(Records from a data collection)
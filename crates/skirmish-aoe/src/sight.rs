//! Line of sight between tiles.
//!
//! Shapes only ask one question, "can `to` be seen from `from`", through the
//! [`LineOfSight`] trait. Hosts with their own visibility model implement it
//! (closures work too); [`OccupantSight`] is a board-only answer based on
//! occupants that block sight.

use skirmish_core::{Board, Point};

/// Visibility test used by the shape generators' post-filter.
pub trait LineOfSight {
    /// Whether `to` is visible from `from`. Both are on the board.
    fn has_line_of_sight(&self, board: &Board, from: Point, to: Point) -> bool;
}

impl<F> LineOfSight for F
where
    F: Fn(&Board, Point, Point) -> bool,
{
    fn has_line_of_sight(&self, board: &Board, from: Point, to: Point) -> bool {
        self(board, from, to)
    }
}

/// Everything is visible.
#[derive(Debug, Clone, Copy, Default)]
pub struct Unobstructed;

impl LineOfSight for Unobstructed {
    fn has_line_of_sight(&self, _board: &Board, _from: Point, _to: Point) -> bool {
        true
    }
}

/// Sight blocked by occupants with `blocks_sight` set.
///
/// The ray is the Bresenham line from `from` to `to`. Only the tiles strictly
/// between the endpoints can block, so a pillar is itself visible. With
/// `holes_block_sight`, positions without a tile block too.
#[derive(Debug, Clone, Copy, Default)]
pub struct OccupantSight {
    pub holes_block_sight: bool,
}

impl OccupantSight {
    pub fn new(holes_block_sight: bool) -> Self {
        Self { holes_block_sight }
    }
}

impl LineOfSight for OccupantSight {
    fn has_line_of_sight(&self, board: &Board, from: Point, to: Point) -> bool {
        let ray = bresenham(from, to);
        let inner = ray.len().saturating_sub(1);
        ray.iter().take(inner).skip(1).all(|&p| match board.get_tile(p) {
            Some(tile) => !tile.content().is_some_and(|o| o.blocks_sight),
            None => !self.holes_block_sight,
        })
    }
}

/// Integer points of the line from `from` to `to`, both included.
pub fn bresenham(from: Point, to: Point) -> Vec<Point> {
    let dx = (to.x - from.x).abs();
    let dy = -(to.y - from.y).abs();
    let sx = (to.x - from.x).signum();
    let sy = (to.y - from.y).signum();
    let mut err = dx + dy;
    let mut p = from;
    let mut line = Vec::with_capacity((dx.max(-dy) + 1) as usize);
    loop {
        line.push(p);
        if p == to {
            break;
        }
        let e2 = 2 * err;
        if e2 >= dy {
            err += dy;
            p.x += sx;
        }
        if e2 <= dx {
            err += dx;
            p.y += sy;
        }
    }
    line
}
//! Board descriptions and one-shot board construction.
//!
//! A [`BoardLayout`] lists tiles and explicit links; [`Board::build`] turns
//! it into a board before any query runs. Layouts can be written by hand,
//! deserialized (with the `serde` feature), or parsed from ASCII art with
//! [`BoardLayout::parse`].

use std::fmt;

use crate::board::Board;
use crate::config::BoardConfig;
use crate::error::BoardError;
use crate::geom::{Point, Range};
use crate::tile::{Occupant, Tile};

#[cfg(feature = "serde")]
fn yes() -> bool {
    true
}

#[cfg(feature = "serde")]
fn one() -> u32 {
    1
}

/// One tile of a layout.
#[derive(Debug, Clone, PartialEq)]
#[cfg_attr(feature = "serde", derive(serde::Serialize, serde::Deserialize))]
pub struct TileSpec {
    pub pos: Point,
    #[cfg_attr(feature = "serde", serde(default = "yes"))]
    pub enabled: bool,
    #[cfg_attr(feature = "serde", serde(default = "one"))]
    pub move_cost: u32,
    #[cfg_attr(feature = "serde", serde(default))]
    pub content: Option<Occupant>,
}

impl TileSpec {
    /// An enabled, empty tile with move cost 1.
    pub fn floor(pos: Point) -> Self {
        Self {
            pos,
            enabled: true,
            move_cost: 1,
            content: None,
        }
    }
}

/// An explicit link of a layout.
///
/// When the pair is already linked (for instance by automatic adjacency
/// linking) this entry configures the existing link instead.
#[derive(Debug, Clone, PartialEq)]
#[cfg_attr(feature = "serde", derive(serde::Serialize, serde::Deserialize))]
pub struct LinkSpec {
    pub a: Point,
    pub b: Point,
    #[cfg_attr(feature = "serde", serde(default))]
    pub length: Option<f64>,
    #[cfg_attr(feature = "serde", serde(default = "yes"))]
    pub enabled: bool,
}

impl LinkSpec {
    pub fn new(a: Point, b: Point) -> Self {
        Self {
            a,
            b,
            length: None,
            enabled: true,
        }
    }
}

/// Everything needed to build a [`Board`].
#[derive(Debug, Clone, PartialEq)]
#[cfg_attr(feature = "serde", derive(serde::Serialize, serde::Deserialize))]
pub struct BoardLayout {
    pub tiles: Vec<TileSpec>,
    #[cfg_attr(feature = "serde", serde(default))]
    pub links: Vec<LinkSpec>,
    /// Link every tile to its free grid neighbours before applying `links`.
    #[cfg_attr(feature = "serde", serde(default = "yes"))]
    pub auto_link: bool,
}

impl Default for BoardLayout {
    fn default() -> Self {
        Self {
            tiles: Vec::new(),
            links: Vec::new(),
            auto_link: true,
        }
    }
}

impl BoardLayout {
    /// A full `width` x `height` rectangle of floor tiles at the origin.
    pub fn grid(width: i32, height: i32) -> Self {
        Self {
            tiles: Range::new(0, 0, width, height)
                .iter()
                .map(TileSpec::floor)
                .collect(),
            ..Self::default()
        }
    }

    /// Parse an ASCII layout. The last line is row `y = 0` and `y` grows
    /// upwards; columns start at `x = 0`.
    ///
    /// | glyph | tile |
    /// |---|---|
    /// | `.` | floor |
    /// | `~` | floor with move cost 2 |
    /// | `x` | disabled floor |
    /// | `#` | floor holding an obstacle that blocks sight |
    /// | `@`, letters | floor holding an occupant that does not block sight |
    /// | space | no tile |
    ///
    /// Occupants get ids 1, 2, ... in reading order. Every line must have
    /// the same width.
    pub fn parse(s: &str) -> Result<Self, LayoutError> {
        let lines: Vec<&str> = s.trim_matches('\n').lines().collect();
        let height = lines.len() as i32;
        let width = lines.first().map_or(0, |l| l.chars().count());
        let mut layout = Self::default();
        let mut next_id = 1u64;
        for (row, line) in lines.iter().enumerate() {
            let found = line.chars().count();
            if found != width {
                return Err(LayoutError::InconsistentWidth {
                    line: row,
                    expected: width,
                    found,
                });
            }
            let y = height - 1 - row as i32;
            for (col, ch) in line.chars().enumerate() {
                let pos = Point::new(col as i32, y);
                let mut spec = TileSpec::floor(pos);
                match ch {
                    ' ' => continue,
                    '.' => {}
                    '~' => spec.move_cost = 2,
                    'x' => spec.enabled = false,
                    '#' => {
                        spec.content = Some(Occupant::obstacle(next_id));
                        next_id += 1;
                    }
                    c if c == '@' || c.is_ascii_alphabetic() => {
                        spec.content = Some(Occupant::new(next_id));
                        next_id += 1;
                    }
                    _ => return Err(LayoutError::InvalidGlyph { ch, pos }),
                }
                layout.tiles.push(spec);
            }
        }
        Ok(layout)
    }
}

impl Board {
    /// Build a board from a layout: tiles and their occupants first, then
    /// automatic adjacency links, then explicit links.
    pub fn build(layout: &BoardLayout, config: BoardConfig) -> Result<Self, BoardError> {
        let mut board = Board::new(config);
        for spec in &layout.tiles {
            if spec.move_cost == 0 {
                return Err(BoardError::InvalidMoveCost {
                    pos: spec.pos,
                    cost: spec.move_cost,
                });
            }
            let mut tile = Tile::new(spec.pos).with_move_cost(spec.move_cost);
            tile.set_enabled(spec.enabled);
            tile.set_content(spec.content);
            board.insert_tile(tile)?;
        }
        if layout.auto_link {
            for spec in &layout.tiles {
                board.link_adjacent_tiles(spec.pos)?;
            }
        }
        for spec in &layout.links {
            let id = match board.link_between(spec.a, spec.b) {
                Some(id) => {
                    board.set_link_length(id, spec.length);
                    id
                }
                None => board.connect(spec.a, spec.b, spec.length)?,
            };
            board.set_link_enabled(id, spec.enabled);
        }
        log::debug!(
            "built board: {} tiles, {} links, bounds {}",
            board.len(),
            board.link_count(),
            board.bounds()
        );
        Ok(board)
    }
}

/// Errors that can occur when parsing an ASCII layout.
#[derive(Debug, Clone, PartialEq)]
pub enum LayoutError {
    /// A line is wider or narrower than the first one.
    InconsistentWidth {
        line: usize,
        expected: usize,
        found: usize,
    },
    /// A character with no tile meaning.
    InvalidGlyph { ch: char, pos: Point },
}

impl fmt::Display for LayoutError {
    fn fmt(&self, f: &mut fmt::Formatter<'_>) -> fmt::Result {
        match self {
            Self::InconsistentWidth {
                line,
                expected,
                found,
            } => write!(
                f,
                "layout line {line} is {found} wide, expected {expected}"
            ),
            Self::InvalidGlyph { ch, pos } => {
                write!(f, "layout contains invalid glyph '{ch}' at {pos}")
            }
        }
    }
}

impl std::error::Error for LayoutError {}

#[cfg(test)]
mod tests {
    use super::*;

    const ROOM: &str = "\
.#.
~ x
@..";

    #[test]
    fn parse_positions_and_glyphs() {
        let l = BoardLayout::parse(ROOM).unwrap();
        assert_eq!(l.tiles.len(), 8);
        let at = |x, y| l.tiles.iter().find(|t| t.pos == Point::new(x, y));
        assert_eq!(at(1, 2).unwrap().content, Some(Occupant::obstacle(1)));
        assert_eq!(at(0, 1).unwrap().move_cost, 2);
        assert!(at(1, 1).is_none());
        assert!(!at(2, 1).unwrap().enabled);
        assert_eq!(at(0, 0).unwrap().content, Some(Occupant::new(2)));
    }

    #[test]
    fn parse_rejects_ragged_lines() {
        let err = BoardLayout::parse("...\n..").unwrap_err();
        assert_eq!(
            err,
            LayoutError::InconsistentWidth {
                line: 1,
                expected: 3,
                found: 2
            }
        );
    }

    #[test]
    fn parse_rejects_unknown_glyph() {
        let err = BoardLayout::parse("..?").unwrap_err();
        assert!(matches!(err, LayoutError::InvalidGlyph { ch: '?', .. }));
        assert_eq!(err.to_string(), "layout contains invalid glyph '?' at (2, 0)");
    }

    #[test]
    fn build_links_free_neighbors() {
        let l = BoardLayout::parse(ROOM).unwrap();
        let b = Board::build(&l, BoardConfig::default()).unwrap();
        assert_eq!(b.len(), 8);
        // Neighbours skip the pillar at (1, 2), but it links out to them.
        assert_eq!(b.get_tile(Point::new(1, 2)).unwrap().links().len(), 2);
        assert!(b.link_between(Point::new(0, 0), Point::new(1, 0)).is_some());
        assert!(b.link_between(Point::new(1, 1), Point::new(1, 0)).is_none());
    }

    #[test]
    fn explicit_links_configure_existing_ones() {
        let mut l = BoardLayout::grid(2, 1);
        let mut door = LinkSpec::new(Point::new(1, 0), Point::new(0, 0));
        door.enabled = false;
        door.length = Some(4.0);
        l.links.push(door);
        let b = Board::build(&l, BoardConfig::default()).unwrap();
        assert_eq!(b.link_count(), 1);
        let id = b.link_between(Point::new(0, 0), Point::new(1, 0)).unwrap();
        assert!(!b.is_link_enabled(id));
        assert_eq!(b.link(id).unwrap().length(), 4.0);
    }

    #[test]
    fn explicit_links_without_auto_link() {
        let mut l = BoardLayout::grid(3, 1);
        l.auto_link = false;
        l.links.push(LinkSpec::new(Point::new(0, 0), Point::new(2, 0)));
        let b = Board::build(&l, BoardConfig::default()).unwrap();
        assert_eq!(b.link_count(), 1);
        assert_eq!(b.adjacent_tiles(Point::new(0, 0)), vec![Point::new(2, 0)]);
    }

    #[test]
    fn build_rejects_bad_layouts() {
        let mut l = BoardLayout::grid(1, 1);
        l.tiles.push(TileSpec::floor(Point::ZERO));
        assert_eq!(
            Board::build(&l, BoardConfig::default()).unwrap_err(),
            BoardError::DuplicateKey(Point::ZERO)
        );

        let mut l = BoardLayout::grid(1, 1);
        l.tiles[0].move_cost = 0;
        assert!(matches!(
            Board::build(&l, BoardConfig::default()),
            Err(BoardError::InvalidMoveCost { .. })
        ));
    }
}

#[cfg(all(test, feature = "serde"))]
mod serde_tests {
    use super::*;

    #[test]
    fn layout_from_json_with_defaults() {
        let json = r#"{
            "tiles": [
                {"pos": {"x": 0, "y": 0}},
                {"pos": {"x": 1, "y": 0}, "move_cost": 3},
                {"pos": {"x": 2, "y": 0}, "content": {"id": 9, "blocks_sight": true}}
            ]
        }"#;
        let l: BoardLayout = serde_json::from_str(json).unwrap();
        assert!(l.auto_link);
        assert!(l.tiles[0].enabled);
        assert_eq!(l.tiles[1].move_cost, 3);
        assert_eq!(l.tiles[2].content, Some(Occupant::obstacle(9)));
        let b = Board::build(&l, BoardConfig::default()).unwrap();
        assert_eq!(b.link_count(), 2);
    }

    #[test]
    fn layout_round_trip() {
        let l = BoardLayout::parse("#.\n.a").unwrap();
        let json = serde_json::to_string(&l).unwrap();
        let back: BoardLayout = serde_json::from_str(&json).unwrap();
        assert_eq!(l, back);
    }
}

◆ WHAT IS EXPECTED ◆
Within the data above, the lines from the one with "let mut line" to the one with "use std::fmt;" must be repeated exactly; no other line belongs in the answer.

◆ SOLUTION TO THE EXERCISE ◆
    let mut line = Vec::with_capacity((dx.max(-dy) + 1) as usize);
    loop {
        line.push(p);
        if p == to {
            break;
        }
        let e2 = 2 * err;
        if e2 >= dy {
            err += dy;
            p.x += sx;
        }
        if e2 <= dx {
            err += dx;
            p.y += sy;
        }
    }
    line
}
//! Board descriptions and one-shot board construction.
//!
//! A [`BoardLayout`] lists tiles and explicit links; [`Board::build`] turns
//! it into a board before any query runs. Layouts can be written by hand,
//! deserialized (with the `serde` feature), or parsed from ASCII art with
//! [`BoardLayout::parse`].

use std::fmt;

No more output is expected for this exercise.